In American jurisprudence, the Restatements of the Law are a set of treatises on legal subjects that seek to inform judges and lawyers about general principles of common law. There are now four series of Restatements, all published by the American Law Institute, an organization of judges, legal academics, and practitioners founded in 1923.

==Connection with the rule of precedent==
Individual Restatement volumes are essentially compilations of case law, which are common law judge-made doctrines that develop gradually over time because of the principle of stare decisis (precedent). Although Restatements of the Law are not binding authority in and of themselves, they are potentially persuasive when they are formulated over several years with extensive input from law professors, practicing attorneys, and judges. They are meant to reflect the consensus of the American legal community as to what the law is, and, in some cases, what it should become. As Harvard Law School describes the Restatements of the Law:

The ALI's aim is to distill the "black letter law" from cases, to indicate a trend in common law, and, occasionally, to recommend what a rule of law should be. In essence, they restate existing common law into a series of principles or rules.

Each Restatement section includes a black-letter principle, comments, and illustrations, and, in the form of reporters' notes, a detailed discussion of all the cases that went into the principle summarized in that one section. By citing a Restatement section in a legal brief, a lawyer may bring to the attention of a judge a carefully studied summary of court action on almost any common law legal doctrine. The judge can then consider the Restatement section and make an informed decision as to how to apply it in the case at hand. While courts are under no formal obligation to adopt Restatement sections as the law, they often do because such sections accurately restate the already-established law in that jurisdiction, or on issues of first impression, and are persuasive in terms of demonstrating the current trend that other jurisdictions are following.

Restatements are rare in common law jurisdictions outside of the United States, where law reports are more frequent. Former Justice of the High Court of Australia William Gummow attributes the requirement for Restatements in the United States to the lack of a nationwide court of final common law adjudication.

On subjects where the law is not settled or states differ too widely, the ALI has not been able to produce a Restatement. In the area of criminal law, for example, the ALI formulated the Model Penal Code, intended to guide legislators on what statutes they should enact as law.

==Impact==

The Restatements of the Law is one of the most respected and well-used sources of secondary authority, covering nearly every area of common law. While considered secondary authority (compare to primary authority), the authoritativeness of the Restatements of the Law is evidenced by their acceptance by courts throughout the United States.
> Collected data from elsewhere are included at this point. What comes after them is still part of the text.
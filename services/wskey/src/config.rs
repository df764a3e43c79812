use std::fmt::Debug;
use std::fmt::Formatter;

use aex_core::utils::Redact;
use aex_core::Context;

use crate::constants::*;

/// Config carries all the configuration for the wskey service.
#[derive(Clone, Default)]
pub struct Config {
    /// `client_id` will be loaded from
    ///
    /// - this field if it's `is_some`
    /// - env value: [`OCLC_WSKEY_CLIENT_ID`]
    pub client_id: Option<String>,
    /// `secret` will be loaded from
    ///
    /// - this field if it's `is_some`
    /// - env value: [`OCLC_WSKEY_SECRET`]
    pub secret: Option<String>,
}

impl Debug for Config {
    fn fmt(&self, f: &mut Formatter<'_>) -> std::fmt::Result {
        f.debug_struct("Config")
            .field("client_id", &self.client_id)
            .field("secret", &Redact::from(&self.secret))
            .finish()
    }
}

impl Config {
    /// Load config from env.
    pub fn from_env(ctx: &Context) -> Self {
        Self {
            client_id: ctx.env_var(OCLC_WSKEY_CLIENT_ID),
            secret: ctx.env_var(OCLC_WSKEY_SECRET),
        }
    }
}

#[cfg(test)]
mod tests {
    use std::collections::HashMap;

    use aex_core::StaticEnv;

    use super::*;

    #[test]
    fn test_config_from_env() {
        let ctx = Context::new().with_env(StaticEnv {
            envs: HashMap::from_iter([
                (OCLC_WSKEY_CLIENT_ID.to_string(), "client-id".to_string()),
                (OCLC_WSKEY_SECRET.to_string(), "client-secret".to_string()),
            ]),
        });

        let cfg = Config::from_env(&ctx);
        assert_eq!(cfg.client_id.as_deref(), Some("client-id"));
        assert_eq!(cfg.secret.as_deref(), Some("client-secret"));
    }

    #[test]
    fn test_config_debug_redacts_secret() {
        let cfg = Config {
            client_id: Some("client-id".to_string()),
            secret: Some("a-much-longer-client-secret".to_string()),
        };

        let printed = format!("{cfg:?}");
        assert!(!printed.contains("a-much-longer-client-secret"));
        assert!(printed.contains("client-id"));
    }
}
mod config;
pub use config::ConfigCredentialProvider;

mod default;
pub use default::DefaultCredentialProvider;

mod env;
pub use env::EnvCredentialProvider;

mod static_provider;
pub use static_provider::StaticCredentialProvider;
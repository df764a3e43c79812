// Licensed to the Apache Software Foundation (ASF) under one
// or more contributor license agreements.  See the NOTICE file
// distributed with this work for additional information
// regarding copyright ownership.  The ASF licenses this file
// to you under the Apache License, Version 2.0 (the
// "License"); you may not use this file except in compliance
// with the License.  You may obtain a copy of the License at
//
//   http://www.apache.org/licenses/LICENSE-2.0
//
// Unless required by applicable law or agreed to in writing,
// software distributed under the License is distributed on an
// "AS IS" BASIS, WITHOUT WARRANTIES OR CONDITIONS OF ANY
// KIND, either express or implied.  See the License for the
// specific language governing permissions and limitations
// under the License.

use crate::{Error, Result};
use bytes::Bytes;
use std::collections::HashMap;
use std::fmt::Debug;
use std::sync::Arc;

/// Context provides the context for signing and sending requests.
///
/// ## Important
///
/// aex provides NO default implementations. Users MAY configure components they need.
/// Any unconfigured component will use a no-op implementation that returns errors or empty values when called.
///
/// ## Example
///
/// ```
/// use aex_core::{Context, OsEnv};
///
/// // Create a context with explicit implementations
/// let ctx = Context::new()
///     .with_env(OsEnv);  // Optionally configure environment implementation
/// ```
#[derive(Clone)]
pub struct Context {
    http: Arc<dyn HttpSend>,
    env: Arc<dyn Env>,
}

impl Debug for Context {
    fn fmt(&self, f: &mut std::fmt::Formatter<'_>) -> std::fmt::Result {
        f.debug_struct("Context")
            .field("http", &self.http)
            .field("env", &self.env)
            .finish()
    }
}

impl Default for Context {
    fn default() -> Self {
        Self::new()
    }
}

impl Context {
    /// Create a new Context with no-op implementations.
    ///
    /// All components use no-op implementations by default.
    /// Use the `with_*` methods to configure the components you need.
    ///
    /// ```
    /// use aex_core::Context;
    ///
    /// let ctx = Context::new();
    /// // All components use no-op implementations by default
    /// // You can configure specific components as needed:
    /// // ctx.with_http_send(my_http_client)
    /// //    .with_env(my_env_provider);
    /// ```
    pub fn new() -> Self {
        Self {
            http: Arc::new(NoopHttpSend),
            env: Arc::new(NoopEnv),
        }
    }

    /// Replace the HTTP client implementation.
    pub fn with_http_send(mut self, http: impl HttpSend) -> Self {
        self.http = Arc::new(http);
        self
    }

    /// Replace the environment implementation.
    pub fn with_env(mut self, env: impl Env) -> Self {
        self.env = Arc::new(env);
        self
    }

    /// Send http request and return the response.
    #[inline]
    pub async fn http_send(&self, req: http::Request<Bytes>) -> Result<http::Response<Bytes>> {
        self.http.http_send(req).await
    }

    /// Send http request and return the response as string.
    pub async fn http_send_as_string(
        &self,
        req: http::Request<Bytes>,
    ) -> Result<http::Response<String>> {
        let (parts, body) = self.http.http_send(req).await?.into_parts();
        let body = String::from_utf8_lossy(&body).to_string();
        Ok(http::Response::from_parts(parts, body))
    }

    /// Get the environment variable.
    ///
    /// - Returns `Some(v)` if the environment variable is found and is valid utf-8.
    /// - Returns `None` if the environment variable is not found or value is invalid.
    #[inline]
    pub fn env_var(&self, key: &str) -> Option<String> {
        self.env.var(key)
    }
}

/// HttpSend is used to send http requests during signing and submission.
///
/// This trait is designed for the signer and the upload client, please don't
/// use it as a general http client.
#[async_trait::async_trait]
pub trait HttpSend: Debug + Send + Sync + 'static {
    /// Send http request and return the response.
    async fn http_send(&self, req: http::Request<Bytes>) -> Result<http::Response<Bytes>>;
}

/// Env abstracts environment variable access so credentials can be resolved
/// without touching global process state directly.
pub trait Env: Debug + Send + Sync + 'static {
    /// Get an environment variable.
    ///
    /// - Returns `Some(v)` if the environment variable is found and is valid utf-8.
    /// - Returns `None` if the environment variable is not found or value is invalid.
    fn var(&self, key: &str) -> Option<String>;
}

/// Implements Env for the OS context, both Unix style and Windows.
#[derive(Debug, Copy, Clone)]
pub struct OsEnv;

impl Env for OsEnv {
    fn var(&self, key: &str) -> Option<String> {
        std::env::var_os(key)?.into_string().ok()
    }
}

/// StaticEnv provides a static env environment.
///
/// This is useful for testing or for providing a fixed environment.
#[derive(Debug, Clone, Default)]
pub struct StaticEnv {
    /// The environment variables to use.
    pub envs: HashMap<String, String>,
}

impl Env for StaticEnv {
    fn var(&self, key: &str) -> Option<String> {
        self.envs.get(key).cloned()
    }
}

/// NoopHttpSend is a no-op implementation that always returns an error.
///
/// This is used when no HTTP client is configured.
#[derive(Debug, Clone, Copy, Default)]
pub struct NoopHttpSend;

#[async_trait::async_trait]
impl HttpSend for NoopHttpSend {
    async fn http_send(&self, _req: http::Request<Bytes>) -> Result<http::Response<Bytes>> {
        Err(Error::unexpected(
            "HTTP sending not supported: no HTTP client configured",
        ))
    }
}

/// NoopEnv is a no-op implementation that always returns None.
///
/// This is used when no environment is configured.
#[derive(Debug, Clone, Copy, Default)]
pub struct NoopEnv;

impl Env for NoopEnv {
    fn var(&self, _key: &str) -> Option<String> {
        None
    }
}
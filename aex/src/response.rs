//! Atom entry the service answers a successful upload with.

use std::fmt::{self, Debug};

use serde::Deserialize;

use aex_core::utils::Redact;
use aex_core::{Error, Result};

/// Everything the service reports back about an uploaded document.
///
/// Blocks the service leaves out deserialize to their defaults, so absent
/// values read as empty strings.
#[derive(Clone, Debug, Default, Deserialize)]
#[serde(default)]
pub struct UploadResponse {
    /// Where the document was filed and the password protecting it.
    #[serde(rename = "accessInformationResponse")]
    pub access: AccessInformation,
    /// Citation metadata echoed back from the submission.
    #[serde(rename = "articleInformationResponse")]
    pub article: ArticleInformation,
    /// The borrowing institution the document was filed for.
    #[serde(rename = "borrowerInfoResponse")]
    pub borrower: BorrowerInfo,
    /// Request identifiers echoed back from the submission.
    #[serde(rename = "requestIdResponse")]
    pub request_ids: RequestIds,
}

impl UploadResponse {
    /// Parse the Atom entry body returned by the service.
    pub fn from_xml(body: &str) -> Result<Self> {
        let entry: AtomEntry = quick_xml::de::from_str(body).map_err(|err| {
            Error::remote_service("article exchange response is not parseable atom xml")
                .with_source(err)
        })?;
        Ok(entry.content.upload_response)
    }
}

/// Retrieval URL and password for the filed document.
#[derive(Clone, Default, Deserialize)]
#[serde(default)]
pub struct AccessInformation {
    pub url: String,
    pub password: String,
}

impl Debug for AccessInformation {
    fn fmt(&self, f: &mut fmt::Formatter<'_>) -> fmt::Result {
        f.debug_struct("AccessInformation")
            .field("url", &self.url)
            .field("password", &Redact::from(&self.password))
            .finish()
    }
}

/// Citation fields the service associated with the document.
#[derive(Clone, Debug, Default, Deserialize)]
#[serde(default, rename_all = "camelCase")]
pub struct ArticleInformation {
    pub number: String,
    pub date: String,
    pub title: String,
    pub article_author: String,
    pub article_title: String,
    pub volume: String,
    pub pages: String,
}

/// Borrower the document was filed for.
#[derive(Clone, Debug, Default, Deserialize)]
#[serde(default, rename_all = "camelCase")]
pub struct BorrowerInfo {
    pub borrowing_symbol: String,
    pub borrowing_email: String,
}

/// Identifiers tying the document back to an interlibrary loan request.
#[derive(Clone, Debug, Default, Deserialize)]
#[serde(default, rename_all = "camelCase")]
pub struct RequestIds {
    pub oclc_id: String,
    pub illiad_id: String,
    pub vdx_id: String,
}

#[derive(Debug, Default, Deserialize)]
#[serde(default)]
struct AtomEntry {
    content: AtomContent,
}

#[derive(Debug, Default, Deserialize)]
#[serde(default)]
struct AtomContent {
    #[serde(rename = "uploadResponse")]
    upload_response: UploadResponse,
}

#[cfg(test)]
mod tests {
    use aex_core::ErrorKind;
    use pretty_assertions::assert_eq;

    use super::*;

    const SAMPLE: &str = r#"<?xml version="1.0" encoding="UTF-8"?>
<entry xmlns="http://www.w3.org/2005/Atom">
  <title>Article Exchange</title>
  <updated>2013-03-08T16:35:33Z</updated>
  <content type="application/xml">
    <uploadResponse xmlns="http://worldcat.org/uploadResponse">
      <accessInformationResponse>
        <password>7r2Dq9</password>
        <url>https://ill.sd00.worldcat.org/articleexchange/doc/12345</url>
      </accessInformationResponse>
      <articleInformationResponse>
        <number>42</number>
        <date>2013</date>
        <title>Journal of Testing</title>
        <articleAuthor>Doe, J.</articleAuthor>
        <articleTitle>On Testing</articleTitle>
        <volume>7</volume>
        <pages>1-10</pages>
      </articleInformationResponse>
      <borrowerInfoResponse>
        <borrowingSymbol>ZXC</borrowingSymbol>
        <borrowingEmail>ill@example.edu</borrowingEmail>
      </borrowerInfoResponse>
      <requestIdResponse>
        <oclcId>100-200-300</oclcId>
        <illiadId>ILL-9</illiadId>
      </requestIdResponse>
    </uploadResponse>
  </content>
</entry>"#;

    #[test]
    fn test_parse_full_response() {
        let resp = UploadResponse::from_xml(SAMPLE).unwrap();

        assert_eq!(resp.access.password, "7r2Dq9");
        assert_eq!(
            resp.access.url,
            "https://ill.sd00.worldcat.org/articleexchange/doc/12345"
        );

        assert_eq!(resp.article.number, "42");
        assert_eq!(resp.article.date, "2013");
        assert_eq!(resp.article.title, "Journal of Testing");
        assert_eq!(resp.article.article_author, "Doe, J.");
        assert_eq!(resp.article.article_title, "On Testing");
        assert_eq!(resp.article.volume, "7");
        assert_eq!(resp.article.pages, "1-10");

        assert_eq!(resp.borrower.borrowing_symbol, "ZXC");
        assert_eq!(resp.borrower.borrowing_email, "ill@example.edu");

        assert_eq!(resp.request_ids.oclc_id, "100-200-300");
        assert_eq!(resp.request_ids.illiad_id, "ILL-9");
        // Not present in the reply, falls back to the default.
        assert_eq!(resp.request_ids.vdx_id, "");
    }

    #[test]
    fn test_parse_minimal_response() {
        let xml = r#"<entry xmlns="http://www.w3.org/2005/Atom">
  <content type="application/xml">
    <uploadResponse xmlns="http://worldcat.org/uploadResponse">
      <accessInformationResponse>
        <password>pw</password>
        <url>https://ill.sd00.worldcat.org/articleexchange/doc/1</url>
      </accessInformationResponse>
    </uploadResponse>
  </content>
</entry>"#;

        let resp = UploadResponse::from_xml(xml).unwrap();
        assert_eq!(resp.access.password, "pw");
        assert_eq!(resp.article.title, "");
        assert_eq!(resp.borrower.borrowing_symbol, "");
        assert_eq!(resp.request_ids.oclc_id, "");
    }

    #[test]
    fn test_unparseable_response() {
        let err = UploadResponse::from_xml("this is not xml at all").unwrap_err();
        assert_eq!(err.kind(), ErrorKind::RemoteService);
    }

    #[test]
    fn test_debug_redacts_access_password() {
        let resp = UploadResponse::from_xml(SAMPLE).unwrap();
        let printed = format!("{:?}", resp.access);

        assert!(!printed.contains("7r2Dq9"), "got {printed}");
        assert!(printed.contains("***"));
        assert!(printed.contains("https://ill.sd00.worldcat.org"));
    }
}
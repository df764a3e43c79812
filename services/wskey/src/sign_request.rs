//! WorldCat wskey v2 hmac request builder
use std::collections::BTreeMap;
use std::fmt::Write;
use std::time::Duration;

use http::header::AUTHORIZATION;
use http::HeaderValue;
use http::Method;
use log::debug;
use percent_encoding::utf8_percent_encode;

use aex_core::hash::base64_hmac_sha256;
use aex_core::time::now;
use aex_core::time::DateTime;
use aex_core::Result;
use aex_core::{Context, Error, SignRequest, SigningRequest};

use super::constants::*;
use super::credential::Credential;

/// RequestSigner that implements the WorldCat wskey v2 hmac scheme.
///
/// - [HMAC Signature](https://www.oclc.org/developer/develop/authentication/hmac-signature.en.html)
#[derive(Debug, Default)]
pub struct RequestSigner {
    body_digest: Option<String>,

    time: Option<DateTime>,
    nonce: Option<String>,
}

impl RequestSigner {
    /// Create a builder.
    pub fn new() -> Self {
        Self::default()
    }

    /// Bind a request body digest into the signature.
    ///
    /// Compute the digest with [`aex_core::hash::base64_body_digest`] over
    /// the exact bytes the request will carry. The scheme treats the digest
    /// as optional: without one, an empty line is signed in its place.
    pub fn with_body_digest(mut self, digest: &str) -> Self {
        self.body_digest = Some(digest.to_string());
        self
    }

    /// Specify the signing time.
    ///
    /// # Note
    ///
    /// We should always take current time to sign requests.
    /// Only use this function for testing.
    #[cfg(test)]
    pub fn with_time(mut self, time: DateTime) -> Self {
        self.time = Some(time);
        self
    }

    /// Specify the nonce.
    ///
    /// # Note
    ///
    /// A fresh nonce must be generated for every signature.
    /// Only use this function for testing.
    #[cfg(test)]
    pub fn with_nonce(mut self, nonce: &str) -> Self {
        self.nonce = Some(nonce.to_string());
        self
    }
}

#[async_trait::async_trait]
impl SignRequest for RequestSigner {
    type Credential = Credential;

    async fn sign_request(
        &self,
        _ctx: &Context,
        parts: &mut http::request::Parts,
        credential: Option<&Self::Credential>,
        expires_in: Option<Duration>,
    ) -> Result<()> {
        let cred = credential.ok_or_else(|| Error::credential_invalid("missing credential"))?;
        if cred.client_id.is_empty() || cred.secret.is_empty() {
            return Err(Error::credential_invalid(
                "wskey client id and secret must not be empty",
            ));
        }
        if expires_in.is_some() {
            return Err(Error::request_invalid(
                "wskey signatures have no expiring form",
            ));
        }

        // Timestamp and nonce are drawn once and used for both the
        // normalized request and the Authorization header, so the header
        // always describes the exact string that was signed.
        let timestamp = self.time.unwrap_or_else(now).timestamp();
        let nonce = self.nonce.clone().unwrap_or_else(new_nonce);

        let mut ctx = SigningRequest::build(parts)?;

        let normalized = normalized_request(
            &ctx,
            cred,
            timestamp,
            &nonce,
            self.body_digest.as_deref(),
        )?;
        let signature = base64_hmac_sha256(cred.secret.as_bytes(), normalized.as_bytes());

        ctx.headers.insert(AUTHORIZATION, {
            let mut value: HeaderValue = format!(
                "{SCHEME_ID} clientId=\"{}\", timestamp=\"{timestamp}\", nonce=\"{nonce}\", signature=\"{signature}\"",
                cred.client_id
            )
            .parse()?;
            value.set_sensitive(true);

            value
        });

        ctx.apply(parts)
    }
}

/// Generate a fresh nonce: eight lowercase hex chars from four random bytes.
fn new_nonce() -> String {
    hex::encode(rand::random::<[u8; 4]>())
}

/// Construct the normalized request.
///
/// ## Format
///
/// ```text
/// clientId + "\n" +
/// timestamp + "\n" +
/// nonce + "\n" +
/// bodyHash + "\n" +
/// method + "\n" +
/// "www.oclc.org" + "\n" +
/// "443" + "\n" +
/// "/wskey" + "\n" +
/// canonical query, one "name=value" line each, "\n" terminated
/// ```
///
/// The host, port and path lines are fixed by the scheme. The request's own
/// authority and path never enter the signature.
///
/// ## Reference
///
/// - [HMAC Signature](https://www.oclc.org/developer/develop/authentication/hmac-signature.en.html)
fn normalized_request(
    ctx: &SigningRequest,
    cred: &Credential,
    timestamp: i64,
    nonce: &str,
    body_digest: Option<&str>,
) -> Result<String> {
    if ctx.method != Method::GET && ctx.method != Method::POST {
        return Err(Error::request_invalid(format!(
            "wskey cannot sign method {}: only GET and POST are part of the protocol",
            ctx.method
        )));
    }

    let mut s = String::with_capacity(256);
    writeln!(&mut s, "{}", cred.client_id)?;
    writeln!(&mut s, "{timestamp}")?;
    writeln!(&mut s, "{nonce}")?;
    writeln!(&mut s, "{}", body_digest.unwrap_or_default())?;
    writeln!(&mut s, "{}", ctx.method.as_str())?;
    writeln!(&mut s, "{SIGNING_HOST}")?;
    writeln!(&mut s, "{SIGNING_PORT}")?;
    writeln!(&mut s, "{SIGNING_PATH}")?;
    for (name, value) in canonicalize_query(&ctx.query) {
        writeln!(&mut s, "{name}={value}")?;
    }

    debug!("normalized request: {}", &s);
    Ok(s)
}

/// Canonicalize decoded query pairs for signing.
///
/// Names and values are re-encoded with [`WSKEY_ENCODE_SET`] and sorted by
/// the encoded name. When a name repeats, the rightmost pair wins.
fn canonicalize_query(query: &[(String, String)]) -> BTreeMap<String, String> {
    query
        .iter()
        .map(|(name, value)| {
            (
                utf8_percent_encode(name, &WSKEY_ENCODE_SET).to_string(),
                utf8_percent_encode(value, &WSKEY_ENCODE_SET).to_string(),
            )
        })
        .collect()
}
//! HttpSend implementation backed by [`reqwest`].

use async_trait::async_trait;
use bytes::Bytes;
use http_body_util::BodyExt;

use aex_core::{Error, HttpSend, Result};
use reqwest::{Client, Request};

/// Send http requests through a shared [`reqwest::Client`].
#[derive(Debug, Default)]
pub struct ReqwestHttpSend {
    client: Client,
}

impl ReqwestHttpSend {
    /// Create a new ReqwestHttpSend with a reqwest::Client.
    pub fn new(client: Client) -> Self {
        Self { client }
    }
}

#[async_trait]
impl HttpSend for ReqwestHttpSend {
    async fn http_send(&self, req: http::Request<Bytes>) -> Result<http::Response<Bytes>> {
        let req = Request::try_from(req).map_err(|e| {
            Error::request_invalid("request cannot be converted for sending").with_source(e)
        })?;
        let resp: http::Response<_> = self
            .client
            .execute(req)
            .await
            .map_err(|e| Error::io("failed to send http request").with_source(e))?
            .into();

        let (parts, body) = resp.into_parts();
        let bs = BodyExt::collect(body)
            .await
            .map(|buf| buf.to_bytes())
            .map_err(|e| Error::io("failed to read http response body").with_source(e))?;
        Ok(http::Response::from_parts(parts, bs))
    }
}
//! Utility functions and types.

use std::fmt::Debug;

/// Redacts a string down to its first and last three characters for Debug
/// output.
///
/// - Inputs shorter than 12 characters are redacted entirely.
/// - Longer inputs keep the first three and last three characters, which is
///   enough to tell two credentials apart without leaking either.
/// - The empty string renders as `EMPTY` so a missing value is visibly
///   different from a hidden one.
pub struct Redact<'a>(&'a str);

impl<'a> From<&'a str> for Redact<'a> {
    fn from(value: &'a str) -> Self {
        Redact(value)
    }
}

impl<'a> From<&'a String> for Redact<'a> {
    fn from(value: &'a String) -> Self {
        Redact(value.as_str())
    }
}

impl<'a> From<&'a Option<String>> for Redact<'a> {
    fn from(value: &'a Option<String>) -> Self {
        match value {
            None => Redact(""),
            Some(v) => Redact(v),
        }
    }
}

impl<'a> Debug for Redact<'a> {
    fn fmt(&self, f: &mut std::fmt::Formatter<'_>) -> std::fmt::Result {
        let length = self.0.len();
        if length == 0 {
            f.write_str("EMPTY")
        } else if length < 12 {
            f.write_str("***")
        } else {
            f.write_str(&self.0[..3])?;
            f.write_str("***")?;
            f.write_str(&self.0[length - 3..])
        }
    }
}
// Licensed to the Apache Software Foundation (ASF) under one
// or more contributor license agreements.  See the NOTICE file
// distributed with this work for additional information
// regarding copyright ownership.  The ASF licenses this file
// to you under the Apache License, Version 2.0 (the
// "License"); you may not use this file except in compliance
// with the License.  You may obtain a copy of the License at
//
//   http://www.apache.org/licenses/LICENSE-2.0
//
// Unless required by applicable law or agreed to in writing,
// software distributed under the License is distributed on an
// "AS IS" BASIS, WITHOUT WARRANTIES OR CONDITIONS OF ANY
// KIND, either express or implied.  See the License for the
// specific language governing permissions and limitations
// under the License.

use async_trait::async_trait;

use aex_core::Context;
use aex_core::ProvideCredential;
use aex_core::Result;

use crate::credential::Credential;

/// Static credential provider that returns a fixed credential.
///
/// This is useful when the wskey pair is known ahead of time, for
/// example from a secret manager or a test fixture.
#[derive(Debug, Clone)]
pub struct StaticCredentialProvider {
    credential: Credential,
}

impl StaticCredentialProvider {
    /// Create a new static credential provider.
    pub fn new(client_id: &str, secret: &str) -> Self {
        Self {
            credential: Credential::new(client_id, secret),
        }
    }
}

#[async_trait]
impl ProvideCredential for StaticCredentialProvider {
    type Credential = Credential;

    async fn provide_credential(&self, _: &Context) -> Result<Option<Self::Credential>> {
        Ok(Some(self.credential.clone()))
    }
}

#[cfg(test)]
mod tests {
    use super::*;

    #[tokio::test]
    async fn test_static_provider() {
        let provider = StaticCredentialProvider::new("client-id", "client-secret");
        let ctx = Context::new();

        let cred = provider
            .provide_credential(&ctx)
            .await
            .expect("provider must not fail")
            .expect("credential must be present");

        assert_eq!("client-id", &cred.client_id);
        assert_eq!("client-secret", &cred.secret);
    }
}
The Restatements have been cited in over 150,000 reported court decisions.

In December 1923, Benjamin N. Cardozo explained the prospective importance of the Restatements in a lecture at Yale Law School:

When, finally, it goes out under the name and with the sanction of the Institute, after all this testing and retesting, it will be something less than a code and something more than a treatise. It will be invested with unique authority, not to command, but to persuade. It will embody a composite thought and speak a composite voice. Universities and bench and bar will have had a part in its creation.

I have great faith in the power of such a restatement to unify our law.

Andrew Burrows refers to the Restatements of the Law as informing the work of the advisory group that he convened to produce A Restatement of the English Law of Unjust Enrichment in the introduction to that work.

==Criticism==

Some of the most renowned legal scholars in the United States, including Judge Richard Posner and law professor Lawrence M. Friedman, have heavily criticized the Restatements, characterizing them as badly flawed.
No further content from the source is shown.